"It's a Yeller Dog plot!" somebody howled, and the next instant the air was full of beer mugs and cuspidors. Some of them spittoons was quite heavy, and when one missed me and went bong on Snake River's head, he curled up like a angleworm which has been tromped on.
"Lookit there!" they hollered, like it was my fault. "He's tryin' to kill Snake River! Git him, boys!"
They then fell on me with billiard sticks and chair laigs in a way which has made me suspicious of Alderville's hospitality ever since.

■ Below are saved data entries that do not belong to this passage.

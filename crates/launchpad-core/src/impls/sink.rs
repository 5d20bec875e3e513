//! NotificationSink の開発用実装
//!
//! - RecordingSink: publish をメモリに記録する（テスト用、失敗も注入できる）
//! - LogSink: publish を tracing に流すだけ（デモ・ローカル実行用）

use std::sync::atomic::{AtomicU32, Ordering};
use std::sync::{Mutex, PoisonError};

use async_trait::async_trait;
use tracing::info;

use crate::ports::{NotificationSink, NotifyError};

#[derive(Debug, Clone, PartialEq)]
pub struct PublishedMessage {
    pub topic: String,
    pub payload: serde_json::Value,
}

#[derive(Debug, Default)]
pub struct RecordingSink {
    published: Mutex<Vec<PublishedMessage>>,
    failures_left: AtomicU32,
}

impl RecordingSink {
    pub fn new() -> Self {
        Self::default()
    }

    /// 次の `n` 回の publish を失敗させる
    pub fn fail_next(&self, n: u32) {
        self.failures_left.store(n, Ordering::SeqCst);
    }

    pub fn published(&self) -> Vec<PublishedMessage> {
        self.published
            .lock()
            .unwrap_or_else(PoisonError::into_inner)
            .clone()
    }
}

#[async_trait]
impl NotificationSink for RecordingSink {
    async fn publish(&self, topic: &str, payload: serde_json::Value) -> Result<(), NotifyError> {
        let injected = self
            .failures_left
            .fetch_update(Ordering::SeqCst, Ordering::SeqCst, |left| left.checked_sub(1))
            .is_ok();
        if injected {
            return Err(NotifyError::Publish {
                topic: topic.to_string(),
                reason: "injected failure".into(),
            });
        }

        self.published
            .lock()
            .unwrap_or_else(PoisonError::into_inner)
            .push(PublishedMessage {
                topic: topic.to_string(),
                payload,
            });
        Ok(())
    }
}

#[derive(Debug, Clone, Copy, Default)]
pub struct LogSink;

#[async_trait]
impl NotificationSink for LogSink {
    async fn publish(&self, topic: &str, payload: serde_json::Value) -> Result<(), NotifyError> {
        info!(topic, %payload, "message published");
        Ok(())
    }
}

Argyment being useless, I tucked Snake River under my left arm and started knocking them fool critters right and left with my right fist, and I reckon that was how the bar got wrecked. I never seen a bar a man's head would go through easier'n that'n. So purty soon the survivors abandoned the fray and run out of the door hollering: "Help! Murder! Rise up, citizens! Yeller Dog is at our throats! Rise and defend yore homes and loved ones!"
You would of thought the Apaches was burning the town, the way folks was hollering and running for their guns and shooting at me, as I clumb aboard Cap'n Kidd and headed for Yeller Dog. I left the main road and headed through the bresh for a old trail I knowed about, because I seen a whole army of men getting on their hosses to lick out after me, and while I knowed they couldn't catch Cap'n Kidd, I was a feared they might hit Snake River with a stray bullet if they got within range. The bresh was purty thick and I reckon it was the branches slapping him in the face which brung him to, because all to onst he begun hollering blue murder.
"You ain't takin' me to Yeller Dog!" he yelled. "You're takin' me out in the hills to murder me! Help! Help!"
"Aw, shet up," I snorted. "This here's a short cut."
"You can't get across Apache River unless you follow the road to the bridge," says he.
"I can, too," I says. "We'll go acrost on the foot-bridge."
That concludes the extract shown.